* [What you should do]:
Please copy, exactly as they appear below, the lines from the one containing "frame was extracted" through the one containing "self.end_resync_run();".

(Data for this task Opens)

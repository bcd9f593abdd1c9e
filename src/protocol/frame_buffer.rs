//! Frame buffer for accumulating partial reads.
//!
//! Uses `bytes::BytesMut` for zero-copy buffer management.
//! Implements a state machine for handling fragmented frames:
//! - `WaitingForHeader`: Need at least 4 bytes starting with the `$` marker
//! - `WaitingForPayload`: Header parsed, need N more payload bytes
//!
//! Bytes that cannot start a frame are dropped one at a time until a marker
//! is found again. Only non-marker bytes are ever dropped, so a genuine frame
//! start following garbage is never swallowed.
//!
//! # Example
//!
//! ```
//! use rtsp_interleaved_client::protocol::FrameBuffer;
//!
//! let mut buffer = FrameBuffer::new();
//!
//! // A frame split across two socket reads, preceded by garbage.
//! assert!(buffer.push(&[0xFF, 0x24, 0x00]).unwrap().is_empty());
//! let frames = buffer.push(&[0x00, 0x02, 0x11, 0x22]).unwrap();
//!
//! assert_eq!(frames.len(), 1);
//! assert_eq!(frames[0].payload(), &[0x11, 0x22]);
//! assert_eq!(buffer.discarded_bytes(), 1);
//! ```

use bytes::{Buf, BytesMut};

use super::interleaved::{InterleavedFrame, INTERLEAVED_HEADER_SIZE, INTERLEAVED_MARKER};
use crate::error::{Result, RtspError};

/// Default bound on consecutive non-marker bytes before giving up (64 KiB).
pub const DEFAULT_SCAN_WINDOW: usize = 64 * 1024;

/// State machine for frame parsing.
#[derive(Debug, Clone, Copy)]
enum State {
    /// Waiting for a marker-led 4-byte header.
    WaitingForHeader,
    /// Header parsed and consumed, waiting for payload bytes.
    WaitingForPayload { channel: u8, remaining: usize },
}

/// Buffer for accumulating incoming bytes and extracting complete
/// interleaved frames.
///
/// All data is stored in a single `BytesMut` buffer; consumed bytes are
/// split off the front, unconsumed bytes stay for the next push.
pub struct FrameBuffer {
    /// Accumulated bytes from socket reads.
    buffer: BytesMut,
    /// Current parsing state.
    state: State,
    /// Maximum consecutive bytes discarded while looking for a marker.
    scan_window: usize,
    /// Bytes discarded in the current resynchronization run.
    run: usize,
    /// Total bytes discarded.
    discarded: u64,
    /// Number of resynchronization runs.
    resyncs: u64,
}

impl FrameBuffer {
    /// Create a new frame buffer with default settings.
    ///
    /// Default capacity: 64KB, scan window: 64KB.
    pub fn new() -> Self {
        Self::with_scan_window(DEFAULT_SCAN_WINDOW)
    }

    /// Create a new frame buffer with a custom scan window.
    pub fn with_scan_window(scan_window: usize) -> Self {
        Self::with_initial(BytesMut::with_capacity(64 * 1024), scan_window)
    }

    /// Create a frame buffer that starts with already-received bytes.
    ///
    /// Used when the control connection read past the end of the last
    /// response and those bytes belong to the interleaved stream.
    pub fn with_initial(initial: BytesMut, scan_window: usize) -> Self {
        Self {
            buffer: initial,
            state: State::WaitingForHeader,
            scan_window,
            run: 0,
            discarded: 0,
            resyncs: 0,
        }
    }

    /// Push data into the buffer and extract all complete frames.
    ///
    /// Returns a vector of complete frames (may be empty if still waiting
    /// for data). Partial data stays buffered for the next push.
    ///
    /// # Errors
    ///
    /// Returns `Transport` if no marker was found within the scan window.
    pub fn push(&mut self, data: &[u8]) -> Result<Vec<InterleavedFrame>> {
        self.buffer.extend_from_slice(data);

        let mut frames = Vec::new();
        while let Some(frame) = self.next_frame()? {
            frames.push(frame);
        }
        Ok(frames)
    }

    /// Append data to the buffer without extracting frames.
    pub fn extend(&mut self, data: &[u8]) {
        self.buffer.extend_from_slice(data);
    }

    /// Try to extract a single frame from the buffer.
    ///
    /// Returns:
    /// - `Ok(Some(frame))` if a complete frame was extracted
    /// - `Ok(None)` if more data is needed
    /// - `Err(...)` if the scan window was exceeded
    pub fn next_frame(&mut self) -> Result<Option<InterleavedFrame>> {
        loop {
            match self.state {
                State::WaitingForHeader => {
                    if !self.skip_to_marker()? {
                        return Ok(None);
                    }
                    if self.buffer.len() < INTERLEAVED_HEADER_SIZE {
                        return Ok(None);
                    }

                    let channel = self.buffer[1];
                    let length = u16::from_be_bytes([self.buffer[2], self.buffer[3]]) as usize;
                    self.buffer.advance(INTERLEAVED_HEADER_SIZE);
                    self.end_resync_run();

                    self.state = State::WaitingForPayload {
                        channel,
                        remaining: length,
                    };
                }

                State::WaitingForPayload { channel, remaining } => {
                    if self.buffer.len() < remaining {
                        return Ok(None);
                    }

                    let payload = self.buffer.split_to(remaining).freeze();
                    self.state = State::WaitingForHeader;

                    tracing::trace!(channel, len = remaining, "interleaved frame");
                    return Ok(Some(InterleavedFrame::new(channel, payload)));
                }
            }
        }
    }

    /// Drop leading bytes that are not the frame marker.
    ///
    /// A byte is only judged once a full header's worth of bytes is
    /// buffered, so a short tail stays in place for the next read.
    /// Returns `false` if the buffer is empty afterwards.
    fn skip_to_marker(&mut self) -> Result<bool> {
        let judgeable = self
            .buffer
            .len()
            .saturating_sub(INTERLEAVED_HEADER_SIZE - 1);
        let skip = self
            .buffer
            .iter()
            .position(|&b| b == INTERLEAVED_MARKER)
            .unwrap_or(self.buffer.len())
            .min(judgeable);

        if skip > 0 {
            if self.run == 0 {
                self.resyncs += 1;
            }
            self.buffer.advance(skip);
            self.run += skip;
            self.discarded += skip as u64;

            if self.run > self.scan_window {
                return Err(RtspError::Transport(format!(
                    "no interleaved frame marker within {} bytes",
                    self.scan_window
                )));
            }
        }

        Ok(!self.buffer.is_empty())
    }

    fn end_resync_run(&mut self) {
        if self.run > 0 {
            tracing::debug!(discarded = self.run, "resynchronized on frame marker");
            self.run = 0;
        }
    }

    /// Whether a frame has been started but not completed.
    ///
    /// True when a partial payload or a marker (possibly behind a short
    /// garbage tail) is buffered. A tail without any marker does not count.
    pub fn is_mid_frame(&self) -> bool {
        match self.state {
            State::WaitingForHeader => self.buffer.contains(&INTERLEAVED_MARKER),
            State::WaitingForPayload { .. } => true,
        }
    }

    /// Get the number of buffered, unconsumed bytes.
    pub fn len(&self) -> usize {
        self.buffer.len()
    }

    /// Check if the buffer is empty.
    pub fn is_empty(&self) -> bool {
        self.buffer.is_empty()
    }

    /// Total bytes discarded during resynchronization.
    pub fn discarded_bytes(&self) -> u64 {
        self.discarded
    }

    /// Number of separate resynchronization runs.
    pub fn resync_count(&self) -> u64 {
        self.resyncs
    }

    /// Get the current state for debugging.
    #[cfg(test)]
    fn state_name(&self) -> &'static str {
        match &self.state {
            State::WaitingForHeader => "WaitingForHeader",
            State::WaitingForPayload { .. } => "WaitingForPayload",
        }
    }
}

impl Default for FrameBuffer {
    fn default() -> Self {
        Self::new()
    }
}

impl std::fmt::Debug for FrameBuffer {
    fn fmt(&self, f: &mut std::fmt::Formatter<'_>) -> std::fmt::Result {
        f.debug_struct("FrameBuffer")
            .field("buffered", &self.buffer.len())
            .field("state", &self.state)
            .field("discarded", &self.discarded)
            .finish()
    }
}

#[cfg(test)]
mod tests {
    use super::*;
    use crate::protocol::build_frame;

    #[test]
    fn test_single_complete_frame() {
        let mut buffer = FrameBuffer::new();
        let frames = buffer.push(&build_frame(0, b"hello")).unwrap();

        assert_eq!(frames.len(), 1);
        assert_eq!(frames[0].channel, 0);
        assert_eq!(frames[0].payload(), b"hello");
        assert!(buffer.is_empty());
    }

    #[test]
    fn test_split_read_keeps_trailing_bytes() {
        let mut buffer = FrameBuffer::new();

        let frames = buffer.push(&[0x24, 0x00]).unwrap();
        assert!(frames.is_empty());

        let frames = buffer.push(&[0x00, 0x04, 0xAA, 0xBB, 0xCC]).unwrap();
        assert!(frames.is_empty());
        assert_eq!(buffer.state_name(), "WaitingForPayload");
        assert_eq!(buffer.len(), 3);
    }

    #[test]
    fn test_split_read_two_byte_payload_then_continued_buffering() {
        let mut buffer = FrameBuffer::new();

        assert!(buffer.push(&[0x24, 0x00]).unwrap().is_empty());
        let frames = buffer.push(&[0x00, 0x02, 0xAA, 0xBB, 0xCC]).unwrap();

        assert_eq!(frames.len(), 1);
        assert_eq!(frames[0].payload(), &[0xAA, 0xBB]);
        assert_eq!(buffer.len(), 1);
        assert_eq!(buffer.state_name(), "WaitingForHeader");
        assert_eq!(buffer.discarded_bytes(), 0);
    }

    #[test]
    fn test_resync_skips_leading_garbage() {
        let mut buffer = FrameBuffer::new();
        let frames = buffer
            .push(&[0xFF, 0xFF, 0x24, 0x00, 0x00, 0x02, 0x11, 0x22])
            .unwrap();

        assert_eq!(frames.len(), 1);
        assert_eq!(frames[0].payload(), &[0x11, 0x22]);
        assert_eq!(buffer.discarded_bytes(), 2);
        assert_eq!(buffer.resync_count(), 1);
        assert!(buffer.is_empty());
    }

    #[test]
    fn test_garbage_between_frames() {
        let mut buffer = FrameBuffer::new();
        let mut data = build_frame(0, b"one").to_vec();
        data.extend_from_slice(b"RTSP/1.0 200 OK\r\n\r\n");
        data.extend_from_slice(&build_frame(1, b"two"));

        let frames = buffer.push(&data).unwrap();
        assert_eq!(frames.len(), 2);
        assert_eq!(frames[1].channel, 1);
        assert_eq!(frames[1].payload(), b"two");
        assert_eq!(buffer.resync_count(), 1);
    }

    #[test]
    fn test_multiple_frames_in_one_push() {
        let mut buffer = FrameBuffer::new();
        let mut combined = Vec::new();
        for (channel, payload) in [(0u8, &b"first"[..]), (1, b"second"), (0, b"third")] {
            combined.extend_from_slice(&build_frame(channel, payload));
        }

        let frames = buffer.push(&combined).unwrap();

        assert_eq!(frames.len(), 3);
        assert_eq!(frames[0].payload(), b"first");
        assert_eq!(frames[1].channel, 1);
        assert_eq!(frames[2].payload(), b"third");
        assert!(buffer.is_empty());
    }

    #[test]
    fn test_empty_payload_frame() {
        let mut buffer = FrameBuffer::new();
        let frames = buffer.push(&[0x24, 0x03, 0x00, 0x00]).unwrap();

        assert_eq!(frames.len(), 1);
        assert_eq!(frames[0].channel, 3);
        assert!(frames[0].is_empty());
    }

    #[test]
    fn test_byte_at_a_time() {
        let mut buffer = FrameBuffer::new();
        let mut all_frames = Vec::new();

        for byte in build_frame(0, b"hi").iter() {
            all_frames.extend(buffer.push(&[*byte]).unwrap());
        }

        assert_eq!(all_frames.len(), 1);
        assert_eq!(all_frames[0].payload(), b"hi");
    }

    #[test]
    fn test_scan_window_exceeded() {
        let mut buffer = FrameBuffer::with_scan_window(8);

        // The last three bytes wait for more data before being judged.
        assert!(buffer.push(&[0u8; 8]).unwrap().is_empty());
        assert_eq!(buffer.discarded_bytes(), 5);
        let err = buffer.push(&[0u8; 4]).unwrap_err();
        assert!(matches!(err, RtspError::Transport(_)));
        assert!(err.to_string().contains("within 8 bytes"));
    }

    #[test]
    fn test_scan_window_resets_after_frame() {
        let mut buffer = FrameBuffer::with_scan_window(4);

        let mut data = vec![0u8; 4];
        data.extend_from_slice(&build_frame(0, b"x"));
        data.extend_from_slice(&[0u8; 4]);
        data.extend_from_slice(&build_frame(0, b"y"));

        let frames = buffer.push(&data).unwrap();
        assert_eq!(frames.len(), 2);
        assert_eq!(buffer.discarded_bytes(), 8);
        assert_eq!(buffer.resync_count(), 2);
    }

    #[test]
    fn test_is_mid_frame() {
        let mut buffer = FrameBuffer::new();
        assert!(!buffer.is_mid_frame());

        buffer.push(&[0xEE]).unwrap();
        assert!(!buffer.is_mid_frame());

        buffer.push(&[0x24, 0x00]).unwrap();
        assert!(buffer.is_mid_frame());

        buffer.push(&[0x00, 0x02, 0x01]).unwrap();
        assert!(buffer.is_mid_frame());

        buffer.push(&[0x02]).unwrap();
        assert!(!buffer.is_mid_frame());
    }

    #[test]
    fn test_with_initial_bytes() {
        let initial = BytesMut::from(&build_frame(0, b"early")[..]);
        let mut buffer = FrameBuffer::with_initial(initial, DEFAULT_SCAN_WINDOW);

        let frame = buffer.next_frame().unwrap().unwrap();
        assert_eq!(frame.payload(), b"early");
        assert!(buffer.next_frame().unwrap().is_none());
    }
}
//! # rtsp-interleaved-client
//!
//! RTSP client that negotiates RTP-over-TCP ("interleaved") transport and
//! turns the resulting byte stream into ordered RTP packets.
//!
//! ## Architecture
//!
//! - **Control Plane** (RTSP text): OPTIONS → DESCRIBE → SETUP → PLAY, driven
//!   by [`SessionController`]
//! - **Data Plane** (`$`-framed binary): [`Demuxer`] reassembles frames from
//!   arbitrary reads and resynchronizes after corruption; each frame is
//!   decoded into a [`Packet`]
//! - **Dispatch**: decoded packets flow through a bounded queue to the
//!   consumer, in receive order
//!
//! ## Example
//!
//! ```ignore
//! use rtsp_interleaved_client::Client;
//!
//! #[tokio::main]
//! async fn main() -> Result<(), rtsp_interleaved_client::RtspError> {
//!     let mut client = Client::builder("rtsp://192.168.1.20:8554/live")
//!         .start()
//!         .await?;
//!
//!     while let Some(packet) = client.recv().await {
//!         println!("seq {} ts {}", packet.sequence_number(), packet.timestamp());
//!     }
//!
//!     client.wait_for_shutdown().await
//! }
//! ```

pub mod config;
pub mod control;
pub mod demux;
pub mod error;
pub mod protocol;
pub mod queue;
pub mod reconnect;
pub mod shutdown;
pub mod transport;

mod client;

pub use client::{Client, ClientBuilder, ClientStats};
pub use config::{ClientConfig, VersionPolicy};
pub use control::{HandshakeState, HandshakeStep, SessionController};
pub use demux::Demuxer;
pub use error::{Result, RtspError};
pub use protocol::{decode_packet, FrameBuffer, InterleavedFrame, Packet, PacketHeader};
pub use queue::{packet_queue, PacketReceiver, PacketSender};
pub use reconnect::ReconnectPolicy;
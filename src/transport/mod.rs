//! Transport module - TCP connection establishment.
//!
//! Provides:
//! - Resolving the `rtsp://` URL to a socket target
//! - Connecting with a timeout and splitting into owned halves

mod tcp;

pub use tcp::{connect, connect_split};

(Data for this task Closes)

* [Answer to this problem]:
    /// - `Ok(Some(frame))` if a complete frame was extracted
    /// - `Ok(None)` if more data is needed
    /// - `Err(...)` if the scan window was exceeded
    pub fn next_frame(&mut self) -> Result<Option<InterleavedFrame>> {
        loop {
            match self.state {
                State::WaitingForHeader => {
                    if !self.skip_to_marker()? {
                        return Ok(None);
                    }
                    if self.buffer.len() < INTERLEAVED_HEADER_SIZE {
                        return Ok(None);
                    }

                    let channel = self.buffer[1];
                    let length = u16::from_be_bytes([self.buffer[2], self.buffer[3]]) as usize;
                    self.buffer.advance(INTERLEAVED_HEADER_SIZE);
                    self.end_resync_run();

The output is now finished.